The task >>
Would you filter these records and copy every line that has the word "adapter"?

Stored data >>
□ □ □ □ □

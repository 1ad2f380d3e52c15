//! Version command implementation.

use console::style;

/// Execute the version command.
pub fn execute() {
    let version = env!("CARGO_PKG_VERSION");

    println!(
        "{} {} - comparator sorts and Grover search on quantum backends",
        style("Grani").cyan().bold(),
        style(format!("v{version}")).yellow()
    );
    println!();
    println!("Components:");
    println!("  grani-ir           Circuit intermediate representation");
    println!("  grani-hal          Hardware abstraction layer");
    println!("  grani-adapter-sim  Local statevector simulator");
    println!("  grani-adapter-ibm  IBM Quantum adapter (feature `ibm`)");
    println!("  grani-cli          Command-line interface");
    println!();
    println!(
        "Repository: {}",
        style("https://github.com/hiq-lab/grani").underlined()
    );
    println!("License:    {}", style("Apache-2.0").dim());
}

□ □ □ □ □

Solved problem >>
    println!("  grani-adapter-sim  Local statevector simulator");
    println!("  grani-adapter-ibm  IBM Quantum adapter (feature `ibm`)");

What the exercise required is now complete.